An NHS body in London has put hundreds of patients' sensitive personal data at ‘unnecessary risk’ after the loss of unencrypted USB devices, the UK's information regulator has found.
According to the Information Commissioner's Office, there were four separate breaches of data security by the South London Healthcare NHS Trust.
On 11 April the ICO reported that: “An undertaking to comply with the seventh data protection principle has been signed by South London Healthcare NHS Trust. This follows the loss of two unencrypted memory sticks, the leaving of a clipboard with ward lists attached in a grocery store and a failure to adequately secure some patient paper files when not in use. All of the information was recovered.”
The seventh data protection principle states: “Appropriate technical and organisational measures shall be taken against unauthorised or unlawful processing of personal data and against accidental loss or destruction of, or damage to, personal data.”

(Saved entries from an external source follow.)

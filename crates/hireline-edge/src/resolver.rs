//! Server-side role lookup.
//!
//! The edge never writes roles a client asserts. It asks the API who owns the
//! caller's bearer token and writes the roles the API reports.

use std::sync::Arc;

use async_trait::async_trait;

use hireline_core::{Identity, RoleSet};
use hireline_http::{ApiError, HttpGateway, RequestOptions, TokenSource};

/// Resolves the roles that belong to a bearer token.
#[async_trait]
pub trait RoleResolver: Send + Sync {
    /// Look up the roles of the account owning `bearer`.
    ///
    /// # Errors
    ///
    /// Returns `UNAUTHORIZED` or `FORBIDDEN` if the API rejects the token,
    /// or another classified error if the lookup fails.
    async fn resolve(&self, bearer: &str) -> Result<RoleSet, ApiError>;
}

/// Resolves roles through the API's identity endpoint.
#[derive(Debug, Clone)]
pub struct HttpRoleResolver {
    gateway: HttpGateway,
    identity_endpoint: String,
}

impl HttpRoleResolver {
    /// Create a resolver calling `identity_endpoint` through `gateway`.
    #[must_use]
    pub fn new(gateway: HttpGateway, identity_endpoint: impl Into<String>) -> Self {
        Self {
            gateway,
            identity_endpoint: identity_endpoint.into(),
        }
    }
}

struct CallerToken(String);

impl TokenSource for CallerToken {
    fn bearer_token(&self) -> Option<String> {
        Some(self.0.clone())
    }
}

#[async_trait]
impl RoleResolver for HttpRoleResolver {
    async fn resolve(&self, bearer: &str) -> Result<RoleSet, ApiError> {
        let gateway = self
            .gateway
            .with_token_source(Arc::new(CallerToken(bearer.to_string())));
        let identity: Identity = gateway
            .request_as(&self.identity_endpoint, RequestOptions::get())
            .await?;
        tracing::debug!(user_id = %identity.id, roles = %identity.roles.to_cookie_value(), "Resolved caller roles");
        Ok(identity.roles)
    }
}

The two events concerning loss of data sticks between them related to data concerning 600 maternity patients and 33 children. In both cases the data was “put at unnecessary risk by it not being encrypted”.
Both devices were later found and the ICO accepted they were not readily accessible while they were missing.
The other two breaches concerned paper records that were misplaced or not securely stored.
Commenting on the continued use of unencrypted data sticks, IT security expert Graeme Stewart wrote: “Encryption isn't cutting edge anymore – it's a commodity.”
He was writing on news of the loss of data in similar situations by employees of a number of local authorities, including Croydon, Cheshire East and Norfolk. Mr Stewart was scathing of the ICO’s ability to address the problem and advocated stiffer penalties.